Calibration of phase-field brittle fatigue model by purposeful design of crack driving forces

A new general multiparameter phase-field approach for high-cycle fatigue fracture is proposed. Fatigue is modelled by adding a new energy dissipation term accounting for fatigue phenomena, which results in two additional crack driving forces. The current model analysed in the paper possesses four fatigue parameters, whereby each of the driving forces depends on two parameters. The crack driving forces are designed so as to enable a more accurate reproduction of S-N curves and the Paris’ law by a single set of identified parameters, which is not possible by simpler phase-field models relying on only one or two fatigue parameters. The results indicate that the presented model is able to capture various macroscopic phenomena, including the mean stress effect, the evolution of complex crack patterns under cyclic loading and the reproduction of experimental S-N and Paris curves of realistic materials.

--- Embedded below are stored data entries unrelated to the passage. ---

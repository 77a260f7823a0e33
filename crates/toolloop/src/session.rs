//! Per-request session state.

use serde::{Deserialize, Serialize};

use crate::chat::{ToolInvocation, ToolResult};
use crate::conversation::ConversationState;
use crate::tool::{LoopEvent, Outcome, ToolDeclaration};
use crate::usage::Usage;

/// Lifecycle state of a [`Session`].
#[derive(Debug, Clone, Copy, PartialEq, Eq, Serialize, Deserialize)]
#[serde(rename_all = "snake_case")]
pub enum SessionState {
    /// Seeded, no inference call made yet.
    Init,
    /// Waiting on the model.
    AwaitingModel,
    /// Running the round's tool handlers.
    DispatchingTools,
    /// Ended because a round requested no tools.
    Done,
    /// Ended by an error, the round guard, or cancellation.
    Aborted,
}

impl SessionState {
    /// Whether the state is terminal.
    pub fn is_terminal(self) -> bool {
        matches!(self, Self::Done | Self::Aborted)
    }
}

/// One round that dispatched tools.
#[derive(Debug, Clone, PartialEq, Eq, Serialize, Deserialize)]
pub struct Round {
    /// Round number, 1-indexed.
    pub number: u32,
    /// Invocations the model requested.
    pub invocations: Vec<ToolInvocation>,
    /// One result per invocation, in request order.
    pub results: Vec<ToolResult>,
}

/// Everything one user request accumulates while it is being served.
///
/// A session is seeded with a system message and the user's request, then
/// driven by a [`ToolLoop`](crate::tool::ToolLoop). After it ends (normally
/// or not) it stays inspectable, and can be persisted with
/// [`snapshot`](Self::snapshot).
#[derive(Debug, Clone)]
pub struct Session {
    pub(crate) prompt: String,
    pub(crate) declarations: Vec<ToolDeclaration>,
    pub(crate) conversation: ConversationState,
    pub(crate) round: u32,
    pub(crate) rounds: Vec<Round>,
    pub(crate) state: SessionState,
    pub(crate) last_text: Option<String>,
    pub(crate) outcome: Option<Outcome>,
    pub(crate) usage: Usage,
    pub(crate) events: Vec<LoopEvent>,
}

impl Session {
    /// Seeds a session.
    ///
    /// `declarations` are fixed for the session's lifetime.
    pub fn new(
        system: impl Into<String>,
        user: impl Into<String>,
        declarations: Vec<ToolDeclaration>,
    ) -> Self {
        let prompt = user.into();
        Self {
            conversation: ConversationState::seeded(system, prompt.clone()),
            prompt,
            declarations,
            round: 1,
            rounds: Vec::new(),
            state: SessionState::Init,
            last_text: None,
            outcome: None,
            usage: Usage::default(),
            events: Vec::new(),
        }
    }

    /// The user's request.
    pub fn prompt(&self) -> &str {
        &self.prompt
    }

    /// Tools offered to the model.
    pub fn declarations(&self) -> &[ToolDeclaration] {
        &self.declarations
    }

    /// The conversation so far.
    pub fn conversation(&self) -> &ConversationState {
        &self.conversation
    }

    /// The round currently running, or the next one to run.
    pub fn round(&self) -> u32 {
        self.round
    }

    /// Rounds that dispatched tools, oldest first.
    pub fn rounds(&self) -> &[Round] {
        &self.rounds
    }

    /// Lifecycle state.
    pub fn state(&self) -> SessionState {
        self.state
    }

    /// The outcome, once the session ended normally.
    pub fn outcome(&self) -> Option<&Outcome> {
        self.outcome.as_ref()
    }

    /// The terminal text, once the session ended with one.
    pub fn terminal_text(&self) -> Option<&str> {
        self.outcome.as_ref().and_then(Outcome::text)
    }

    /// The most recent assistant text, final or not.
    pub fn last_text(&self) -> Option<&str> {
        self.last_text.as_deref()
    }

    /// Tokens used across all rounds.
    pub fn usage(&self) -> &Usage {
        &self.usage
    }

    /// Tool invocations dispatched across all rounds.
    pub fn tool_call_count(&self) -> usize {
        self.rounds.iter().map(|r| r.invocations.len()).sum()
    }

    /// Whether the session reached a terminal state.
    pub fn is_finished(&self) -> bool {
        self.state.is_terminal()
    }

    /// Takes the buffered loop events.
    pub fn drain_events(&mut self) -> Vec<LoopEvent> {
        std::mem::take(&mut self.events)
    }
}

#[cfg(test)]
mod tests {
    use super::*;

    #[test]
    fn test_new_session_is_seeded() {
        let session = Session::new("sys", "Compare prices for N3-KEYBRD", Vec::new());
        assert_eq!(session.prompt(), "Compare prices for N3-KEYBRD");
        assert_eq!(session.conversation().len(), 2);
        assert_eq!(session.round(), 1);
        assert_eq!(session.state(), SessionState::Init);
        assert!(!session.is_finished());
        assert!(session.terminal_text().is_none());
        assert_eq!(session.tool_call_count(), 0);
    }

    #[test]
    fn test_terminal_states() {
        assert!(SessionState::Done.is_terminal());
        assert!(SessionState::Aborted.is_terminal());
        assert!(!SessionState::DispatchingTools.is_terminal());
    }
}
//! # toolloop
//!
//! Client-side tool-calling orchestration for reasoning models.
//!
//! A caller declares local tools, hands a user request to a session, and
//! the session alternates between asking a model for a response and
//! executing whatever tools that response requests, feeding every result
//! back, until a response requests no tools. The model never runs
//! anything itself.
//!
//! This crate holds the service-agnostic half: the conversation model,
//! tool declarations and dispatch, the session state machine, and session
//! snapshots. Concrete inference services live in sibling crates and
//! implement [`InferenceClient`] (or its object-safe counterpart
//! [`DynInferenceClient`]).
//!
//! # Architecture
//!
//! ```text
//!              ┌────────────────────┐
//!              │  toolloop-openai   │  Responses API client
//!              └─────────┬──────────┘
//!                        │ InferenceClient
//!                        ▼
//!  ┌──────────────────────────────────────────────┐
//!  │                  toolloop                    │
//!  │  Session ─ ToolLoop ─ ToolRegistry ─ dispatch │
//!  └──────────────────────────────────────────────┘
//! ```
//!
//! # Quick start
//!
//! ```rust,no_run
//! use serde_json::{json, Value};
//! use tokio_util::sync::CancellationToken;
//! use toolloop::tool::{tool_fn, JsonSchema, LoopConfig, ToolDeclaration, ToolLoop, ToolRegistry};
//!
//! # async fn example(client: &dyn toolloop::DynInferenceClient) -> Result<(), toolloop::LoopError> {
//! let mut registry: ToolRegistry = ToolRegistry::new();
//! registry.declare(tool_fn(
//!     ToolDeclaration::schema(
//!         "getPrice",
//!         "Price of a SKU at a store",
//!         JsonSchema::new(json!({
//!             "type": "object",
//!             "properties": { "store": { "type": "string" }, "sku": { "type": "string" } },
//!             "required": ["store", "sku"]
//!         })),
//!     ),
//!     |_args: Value| async move { Ok(json!({ "priceCents": 4999, "currency": "USD" })) },
//! ))?;
//!
//! let tool_loop = ToolLoop::new(client, &registry, LoopConfig::default());
//! let mut session = tool_loop.session("You compare prices.", "Where is N3-KEYBRD cheapest?");
//! let outcome = tool_loop.run(&mut session, &(), &CancellationToken::new()).await?;
//! println!("{}", outcome.text().unwrap_or("(no answer)"));
//! # Ok(())
//! # }
//! ```
//!
//! # Modules
//!
//! | Module | Purpose |
//! |--------|---------|
//! | [`chat`] | Messages, output items, tool invocations and results |
//! | [`client`] | The [`InferenceClient`] trait and request parameters |
//! | [`conversation`] | Append-only conversation log |
//! | [`error`] | Unified [`LoopError`] |
//! | [`response`] | Normalized [`ModelResponse`] |
//! | [`session`] | Per-request [`Session`] state |
//! | [`snapshot`] | Persistent [`SessionSnapshot`] records |
//! | [`stream`] | Streaming events and their reassembly |
//! | [`tool`] | Declarations, registry, dispatch, and the loop |
//! | [`usage`] | Token counts |

#![warn(missing_docs)]

pub mod chat;
pub mod client;
pub mod conversation;
pub mod error;
pub mod response;
pub mod session;
pub mod snapshot;
pub mod stream;
pub mod tool;
pub mod usage;

#[cfg(any(test, feature = "test-utils"))]
pub mod mock;

#[cfg(any(test, feature = "test-utils"))]
pub mod test_helpers;

// Only the types most programs touch are re-exported at the root:
//
//   toolloop::tool::*      : handlers, declarations, loop config, outcomes
//   toolloop::stream::*    : ResponseEvent, ResponseAssembler
//   toolloop::snapshot::*  : CallRecord, RoundRecord, SnapshotStatus
//   toolloop::mock::*      : MockClient (test-utils feature)

pub use chat::{CallKind, Message, OutputItem, ToolInvocation, ToolResult};
pub use client::{
    ClientMetadata, DynInferenceClient, GenerationConfig, InferenceClient, InferenceRequest,
    ReasoningEffort,
};
pub use conversation::ConversationState;
pub use error::LoopError;
pub use response::{ModelResponse, ResponseStatus};
pub use session::{Session, SessionState};
pub use snapshot::SessionSnapshot;
pub use stream::{ResponseEvent, ResponseStream};
pub use tool::{LoopConfig, Outcome, ToolDeclaration, ToolHandler, ToolLoop, ToolRegistry};
pub use usage::Usage;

Extensive parametric analyses have revealed that there exists a strong correlation between the model fatigue parameters and the parameters defining S-N and Paris’ curves, which opens the possibility of straightforward calibration of each parameter from experimental data. •A new Phase-Field model for fatigue based on two additional crack driving forces.•Modelling of high cycle fatigue of realistic engineering materials.•Straightforward model calibration from standard experimental fatigue data.•Accurate reproduction of S-N and Paris’ curves by a single set of parameters.